MÁS LECCIONES DE LA ELECCIÓN BRITÁNICA
Mi último artículo sobre las elecciones británicas, que me servían como excusa para reflexionar sobre el comportamiento de los electores en los distintos países –y, sí, para afirmar que, a mi juicio, el electorado se muestra más maduro en las democracias anglosajonas- ha suscitado algunos comentarios críticos, siempre bienvenidos. Abundaré un poco más en el tema.
Un anónimo comentarista critica mi elogio al electorado americano, cuya actitud resumía yo en aquello de “no se cambia al comandante en jefe en mitad del conflicto”. Mi amable corresponsal dice entiende que mi argumento es poco sólido y, más aún, dice que los argumentos en mi blog (no sé si se refería al post en particular o al conjunto de la bitácora) tienen en nivel de los de Federico J. Losantos –o sea, el demagogo mayor del Reino, según algunos-. Bien es verdad que el lector me decía que esperaba que mejore, o sea que me concede, al menos, una oportunidad. Por supuesto, nada que objetar al juicio del lector, que usa su libertad de expresión como yo la mía, es decir como le da la gana, claro.

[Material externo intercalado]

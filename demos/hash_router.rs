//! Hash router walking through a small movie app

use heropy::router::{MemoryHistory, RenderOutcome};
use heropy::{create_router, Component, Route};
use tracing_subscriber::EnvFilter;

struct Home {
    el: String,
}

impl Component for Home {
    type Element = String;

    fn create() -> Self {
        Self {
            el: "<h1>Movie search</h1>".to_string(),
        }
    }

    fn into_el(self) -> String {
        self.el
    }
}

struct NotFound;

impl Component for NotFound {
    type Element = String;

    fn create() -> Self {
        NotFound
    }

    fn into_el(self) -> String {
        "<h1>Sorry..</h1>".to_string()
    }
}

fn main() -> Result<(), heropy::router::RouterError> {
    tracing_subscriber::fmt()
        .with_env_filter(EnvFilter::from_default_env())
        .init();

    println!("=== Hash Router Example ===\n");

    let install = create_router(vec![
        Route::component::<Home>("^/"),
        Route::new("^/movie", || "<h1>Movie details</h1>".to_string()),
        Route::new("^/about", || "<h1>About</h1>".to_string()),
        Route::component::<NotFound>(".*"),
    ])?;

    println!("1. Installing at a location without a fragment");
    let mut router = install.install(MemoryHistory::new("/"), Some(Vec::<String>::new()));
    report(router.state().outcome.clone(), router.mount());
    println!("   location: {}", router.navigation().current().url);

    println!("\n2. Following links");
    for url in ["#/movie?id=tt0076759&plot=full", "#/about", "#/nowhere"] {
        let state = router.navigate(url).clone();
        println!("   {url} -> hash {} query {:?}", state.hash, state.query);
        report(state.outcome, router.mount());
    }

    println!("\n3. Going back");
    while router.back() {
        println!("   at {}", router.navigation().current().url);
        report(router.state().outcome.clone(), router.mount());
    }

    println!("\n✓ Example complete!");
    Ok(())
}

fn report(outcome: RenderOutcome, view: Option<&Vec<String>>) {
    match outcome {
        RenderOutcome::Mounted { path, .. } => println!("   matched {path}: {:?}", view),
        RenderOutcome::Cleared => println!("   nothing matched, view cleared"),
        RenderOutcome::Detached => println!("   no mount point"),
    }
}
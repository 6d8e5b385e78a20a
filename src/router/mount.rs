/// The element whose content the router owns.
///
/// Every render pass clears the mount point and then appends at most
/// one element.
pub trait MountPoint<E> {
    /// Remove everything currently mounted.
    fn clear(&mut self);

    fn append(&mut self, element: E);
}

impl<E> MountPoint<E> for Vec<E> {
    fn clear(&mut self) {
        Vec::clear(self);
    }

    fn append(&mut self, element: E) {
        self.push(element);
    }
}

impl<E, M: MountPoint<E> + ?Sized> MountPoint<E> for &mut M {
    fn clear(&mut self) {
        (**self).clear();
    }

    fn append(&mut self, element: E) {
        (**self).append(element);
    }
}
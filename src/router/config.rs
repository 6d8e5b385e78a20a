use serde::{Deserialize, Serialize};

/// Router settings.
///
/// Missing fields fall back to their defaults when deserialized.
#[derive(Debug, Clone, PartialEq, Serialize, Deserialize)]
#[serde(default)]
pub struct RouterConfig {
    /// Location substituted when the current one has no fragment.
    pub default_url: String,
    /// Scroll the viewport back to the origin after each mount.
    pub reset_scroll: bool,
}

impl RouterConfig {
    pub fn with_default_url(mut self, url: impl Into<String>) -> Self {
        self.default_url = url.into();
        self
    }

    pub fn with_reset_scroll(mut self, reset: bool) -> Self {
        self.reset_scroll = reset;
        self
    }
}

impl Default for RouterConfig {
    fn default() -> Self {
        Self {
            default_url: "/#/".to_string(),
            reset_scroll: true,
        }
    }
}
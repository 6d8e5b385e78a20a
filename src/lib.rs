//! # Heropy
//!
//! A small substrate for client-side applications.
//!
//! Heropy provides three pieces that views are built on:
//!
//! ## Store
//!
//! Keyed reactive state:
//! - `Store<V>` - fixed set of keys, synchronous per-key subscribers
//! - `StoreReader<V>` - read and subscribe without write access
//!
//! ## Router
//!
//! Hash-based navigation:
//! - `create_router` - compile a route table into an installer
//! - `Query` - parameters parsed from the fragment's query string
//! - `Navigation` / `MountPoint` - the injected environment
//!
//! ## Component
//!
//! The contract the router mounts:
//! - `Component` - zero-argument view constructor with a mountable element

pub mod component;
pub mod router;
pub mod store;

// Re-export main types for convenience
pub use component::Component;
pub use router::{create_router, Navigation, Query, Route, Routes};
pub use store::{Store, StoreError, StoreReader, SubscriptionId};
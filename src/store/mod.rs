//! Keyed reactive state.
//!
//! A [`Store`] holds a fixed set of keys. Writing a key notifies the
//! callbacks subscribed to that key, synchronously and in subscription
//! order.

mod error;
mod store;

pub use error::StoreError;
pub use store::{Store, StoreReader, SubscriptionId};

Naturalmente, la frase que empleaba es sólo eso, una frase. Y, como tal, no permite más que dar los perfiles básicos de una idea. No es de extrañar, claro, que el lector no encuentre mucha solidez argumental en una frase hecha. Pero, fíjense, sin ánimo de ofender, creo que mi comentarista no ha entendido a qué me refería. Decía en mi post que la frase es de difícil comprensión para los europeos –que la encuentran, incluso, ridícula-. Tal parece. Porque mi corresponsal, ante la palabra “conflicto”, piensa de inmediato en Irak. En ese sentido, ¿por qué no habría de destituirse al comandante en jefe si las cosas no van bien?... Pues porque el “conflicto” al que yo me refería es, más bien, la cuestión, mucho más amplia y general, de la seguridad de los Estados Unidos, tema que allí preocupa mucho y del que Irak es sólo un capítulo. No se trataba, pues, de decidir quién podía salir más airoso del avispero iraquí sino, más bien, quién estaba más capacitado para afrontar la cuestión global de la seguridad. Y los americanos pensaron que Bush.
Y pensaron eso porque los republicanos tienen planes para afrontar el problema. Planes tontos, insensatos, irrealizables, burdos... pero planes, en definitiva. Planes que pasan por la extensión de la democracia –único régimen capaz de garantizar la seguridad- a zonas del mundo donde hoy no existe (y, sí, es posible que esa extensión no se haga siempre –más bien casi nunca- por medio de la sola acción diplomática). Ideas quizá erróneas, pero claras. El senador Kerry fue incapaz de mostrar alternativa sólida alguna. Y perdió por eso. La política exterior americana puede ser equivocada, pero al menos es conocida en sus líneas principales, es decir, que es posible, mediante un cierto esfuerzo intelectual, adoptar por un momento sus puntos de vista, aunque no se compartan. Entonces, la frase de marras cobra todo su sentido.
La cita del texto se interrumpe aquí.